The council did not reference any specific instances of discrimination during their discussions of the new ordinance. When asked if the ordinance was in response to any specific incidents involving discrimination, Perry said, “No, as far as I’m aware, there were not problems.”
Instead, the ordinance was more so adopted to promote community and welcome everyone from all walks of life to Crafton. “Crafton is a community where all are welcome, regardless of your background,” said Saba.
As to the equal opportunity board, when and how members will be added to the newly created board remains to be decided. “We just passed the ordinance, so we’re going to have to figure that all out,” said Perry.
Traditionally, Perry explained, members of newly created boards are appointed by the council and not elected through a democratic process.
She also expects that no members of the current council will serve simultaneously on the equal opportunity board.
“This is essentially the same ordinance that we’ve been reviewing now for many months,” said Solicitor Steve Korbel at the council’s Oct. 26 regular meeting prior to the council approval to advertise. “The only change was around the penalty provision that we discussed a couple meetings ago, that’s the only change that’s been made.”

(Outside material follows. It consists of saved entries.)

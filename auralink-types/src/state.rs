//! Connection state of the single dashboard session.
//!
//! ```text
//!   Disconnected(Idle) --connect--> Connecting --ack--> ConnectedUnstable
//!          ^    |                                            | 3s
//!          |    +--lease live--> SessionConflict             v
//!          |                                          ConnectedStable
//!          +----------------close--------------------------+
//!
//!   any connected state --auth error--> AuthError  (fatal)
//!                       --busy-------> ServerBusy
//!                       --error------> Disconnected(TransportError)
//!                       --offline----> Disconnected(Offline)
//!                       --retrying---> Reconnecting
//! ```

use core::fmt;

/// Why the session is currently disconnected.
#[derive(Debug, Clone, Copy, PartialEq, Eq, Hash, Default)]
#[cfg_attr(feature = "serde", derive(serde::Serialize, serde::Deserialize))]
#[cfg_attr(feature = "serde", serde(rename_all = "snake_case"))]
pub enum DisconnectReason {
    /// No connection has been attempted yet.
    #[default]
    Idle,
    /// The transport lost the network; it retries on its own schedule.
    Offline,
    /// A generic transport failure; the transport retries on its own.
    TransportError,
    /// The connection was closed and torn down.
    Closed,
}

/// State of the connection manager. Exactly one is active at a time.
#[derive(Debug, Clone, Copy, PartialEq, Eq, Hash)]
#[cfg_attr(feature = "serde", derive(serde::Serialize, serde::Deserialize))]
#[cfg_attr(feature = "serde", serde(tag = "state", content = "reason", rename_all = "snake_case"))]
pub enum ConnectionState {
    Disconnected(DisconnectReason),
    Connecting,
    /// Connected, subscriptions may still be settling.
    ConnectedUnstable,
    ConnectedStable,
    Reconnecting,
    /// Credentials were rejected. Fatal until an explicit reconnect.
    AuthError,
    /// The broker is out of resources; the transport keeps retrying.
    ServerBusy,
    /// The transport could not be constructed. Fatal until an explicit reconnect.
    InitError,
    /// Another dashboard instance holds a live session lease.
    SessionConflict,
}

impl Default for ConnectionState {
    fn default() -> Self {
        ConnectionState::Disconnected(DisconnectReason::Idle)
    }
}

impl ConnectionState {
    /// Whether the broker has acknowledged the current connection.
    pub fn is_connected(&self) -> bool {
        matches!(
            self,
            ConnectionState::ConnectedUnstable | ConnectionState::ConnectedStable
        )
    }

    /// Whether subscriptions have had time to settle.
    pub fn is_stable(&self) -> bool {
        matches!(self, ConnectionState::ConnectedStable)
    }

    /// Fatal states need an explicit `connect()` to leave.
    pub fn is_fatal(&self) -> bool {
        matches!(self, ConnectionState::AuthError | ConnectionState::InitError)
    }

    /// Human readable label for status bars.
    pub fn label(&self) -> &'static str {
        match self {
            ConnectionState::Disconnected(DisconnectReason::Offline) => "Offline",
            ConnectionState::Disconnected(DisconnectReason::TransportError) => "Error",
            ConnectionState::Disconnected(_) => "Disconnected",
            ConnectionState::Connecting => "Connecting",
            ConnectionState::ConnectedUnstable | ConnectionState::ConnectedStable => "Connected",
            ConnectionState::Reconnecting => "Reconnecting...",
            ConnectionState::AuthError => "Auth Error",
            ConnectionState::ServerBusy => "Server Busy",
            ConnectionState::InitError => "Init Error",
            ConnectionState::SessionConflict => "Another Instance Active",
        }
    }
}

impl fmt::Display for ConnectionState {
    fn fmt(&self, f: &mut fmt::Formatter<'_>) -> fmt::Result {
        f.write_str(self.label())
    }
}

#[cfg(test)]
mod tests {
    use super::*;

    #[test]
    fn default_is_idle_disconnected() {
        assert_eq!(
            ConnectionState::default(),
            ConnectionState::Disconnected(DisconnectReason::Idle)
        );
    }

    #[test]
    fn only_auth_and_init_are_fatal() {
        assert!(ConnectionState::AuthError.is_fatal());
        assert!(ConnectionState::InitError.is_fatal());
        assert!(!ConnectionState::ServerBusy.is_fatal());
        assert!(!ConnectionState::SessionConflict.is_fatal());
    }

    #[test]
    fn unstable_is_connected_but_not_stable() {
        let state = ConnectionState::ConnectedUnstable;
        assert!(state.is_connected());
        assert!(!state.is_stable());
        assert!(ConnectionState::ConnectedStable.is_stable());
    }

    #[cfg(feature = "serde")]
    #[test]
    fn state_serializes_with_reason() {
        let json =
            serde_json::to_string(&ConnectionState::Disconnected(DisconnectReason::Offline)).unwrap();
        assert_eq!(json, r#"{"state":"disconnected","reason":"offline"}"#);
    }
}
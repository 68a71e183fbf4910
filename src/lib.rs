pub mod client;
pub mod config;
pub mod encoding;
pub mod error;
pub mod handler;
pub mod listener;
pub mod logging;
pub mod mime;
pub mod request;
pub mod response;
pub mod server;

pub use client::WebClient;
pub use config::{ClientConfig, ServerConfig};
pub use error::{Error, Result};
pub use server::Server;
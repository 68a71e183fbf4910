use std::net::SocketAddr;

use tokio::net::{TcpListener, TcpSocket};

use crate::error::Result;

const BACKLOG: u32 = 1024;

/// 创建 TCP 监听器，开启 SO_REUSEADDR 以便重启时不被 TIME_WAIT 阻塞
pub fn create_listener(addr: SocketAddr) -> Result<TcpListener> {
    let socket = if addr.is_ipv4() {
        TcpSocket::new_v4()?
    } else {
        TcpSocket::new_v6()?
    };

    socket.set_reuseaddr(true)?;

    socket.bind(addr)?;
    let listener = socket.listen(BACKLOG)?;
    Ok(listener)
}
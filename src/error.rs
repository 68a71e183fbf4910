use thiserror::Error;

pub type Result<T> = std::result::Result<T, Error>;

/// 客户端与服务端共用的错误类型
#[derive(Debug, Error)]
pub enum Error {
    #[error("io error: {0}")]
    Io(#[from] std::io::Error),

    #[error("failed to parse config: {0}")]
    Config(#[from] serde_json::Error),

    #[error("invalid address: {0}")]
    InvalidAddress(String),

    #[error("unknown text encoding: {0}")]
    UnknownEncoding(String),

    /// 文本含有目标编码无法表示的字符
    #[error("text cannot be encoded without loss: {0:?}")]
    Unencodable(String),

    /// 请求行不足三个字段
    #[error("malformed request line: {0:?}")]
    MalformedRequest(String),

    #[error("request head exceeds {0} bytes")]
    HeaderTooLarge(usize),

    #[error("failed to install log subscriber: {0}")]
    Logging(String),
}
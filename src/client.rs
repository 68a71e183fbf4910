use tokio::io::{AsyncRead, AsyncReadExt, AsyncWriteExt};
use tokio::net::TcpStream;
use tracing::{debug, info};

use crate::config::ClientConfig;
use crate::encoding::TextEncoding;
use crate::error::Result;

const READ_CHUNK: usize = 4096;

/// 单次 GET 的最小 HTTP 客户端
#[derive(Debug, Clone)]
pub struct WebClient {
    host: String,
    port: u16,
    resource: String,
    encoding: TextEncoding,
}

impl WebClient {
    /// 按配置构造，编码标签无法识别时报错
    pub fn new(config: &ClientConfig) -> Result<Self> {
        Ok(Self {
            host: config.host.clone(),
            port: config.port,
            resource: config.resource.clone(),
            encoding: TextEncoding::for_label(&config.encoding)?,
        })
    }

    /// 按配置编码请求，路径或主机名含无法编码的字符时报错
    pub fn build_request(&self) -> Result<Vec<u8>> {
        let http = format!(
            "GET {} HTTP/1.1\r\nHost: {}\r\nConnection: close\r\n\r\n",
            self.resource, self.host
        );
        self.encoding.encode(&http)
    }

    /// 连接、发送请求并读取到对端关闭，返回解码后的完整响应文本
    pub async fn issue_request(&self) -> Result<String> {
        let encoded = self.build_request()?;

        info!("connecting to {}:{}", self.host, self.port);
        let mut stream = TcpStream::connect((self.host.as_str(), self.port)).await?;
        stream.write_all(&encoded).await?;

        self.read_response(&mut stream).await
    }

    /// 反复读取直到零长度读，再整体解码
    pub async fn read_response<R>(&self, conn: &mut R) -> Result<String>
    where
        R: AsyncRead + Unpin,
    {
        let mut buffer = Vec::new();
        let mut chunk = [0u8; READ_CHUNK];

        loop {
            let n = conn.read(&mut chunk).await?;
            if n == 0 {
                break;
            }
            buffer.extend_from_slice(&chunk[..n]);
        }

        debug!("received {} bytes", buffer.len());
        Ok(self.encoding.decode(&buffer))
    }
}
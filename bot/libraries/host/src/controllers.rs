/// One of the eight buttons on a Game Boy, the closed set a chat command
/// can refer to.
#[derive(Copy, Clone, Debug, PartialEq, Eq, Hash)]
pub enum Button {
    Up,
    Down,
    Left,
    Right,
    A,
    B,
    Select,
    Start,
}

impl Button {
    pub const ALL: [Button; 8] = [
        Button::Up,
        Button::Down,
        Button::Left,
        Button::Right,
        Button::A,
        Button::B,
        Button::Select,
        Button::Start,
    ];

    /// Map a single-character command mnemonic to its button.  Start is
    /// reached via 'p' for "pause", matching the chat help text.
    pub fn from_mnemonic(ch: char) -> Option<Button> {
        match ch {
            'u' => Some(Button::Up),
            'd' => Some(Button::Down),
            'l' => Some(Button::Left),
            'r' => Some(Button::Right),
            'a' => Some(Button::A),
            'b' => Some(Button::B),
            's' => Some(Button::Select),
            'p' => Some(Button::Start),
            _ => None,
        }
    }

    pub fn mnemonic(self) -> char {
        match self {
            Button::Up => 'u',
            Button::Down => 'd',
            Button::Left => 'l',
            Button::Right => 'r',
            Button::A => 'a',
            Button::B => 'b',
            Button::Select => 's',
            Button::Start => 'p',
        }
    }

    /// A and B are mashed with repeated discrete presses; every other
    /// button is held for longer instead.
    pub fn is_mashable(self) -> bool {
        matches!(self, Button::A | Button::B)
    }

    pub fn press(self) -> ControllerAction {
        ControllerAction {
            button: self,
            pressed: true,
        }
    }

    pub fn release(self) -> ControllerAction {
        ControllerAction {
            button: self,
            pressed: false,
        }
    }
}

/// A single device-level controller state change.
#[derive(Copy, Clone, Debug, PartialEq, Eq)]
pub struct ControllerAction {
    pub button: Button,
    pub pressed: bool,
}

/// One tick's worth of the generated input timeline.  The driver applies
/// exactly one of these per emulator frame.
#[derive(Copy, Clone, Debug, PartialEq, Eq, Default)]
pub enum FrameEvent {
    #[default]
    Idle,
    Input(ControllerAction),
}

impl FrameEvent {
    pub fn is_idle(self) -> bool {
        self == FrameEvent::Idle
    }
}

Originally, the council proposed the ordinance to include a provision that would allow the newly created equal opportunity board to levy fines if they found someone to be in violation of the borough’s nondiscrimination policy.
While municipalities that have adopted similar ordinances in the past allow for their boards to issue fines, Korbel informed the board that the fine aspect of the ordinance isn’t mandatory and could be written out.
“This is a good piece of work,” said President Phillip Levasseur, congratulating the council for its efforts.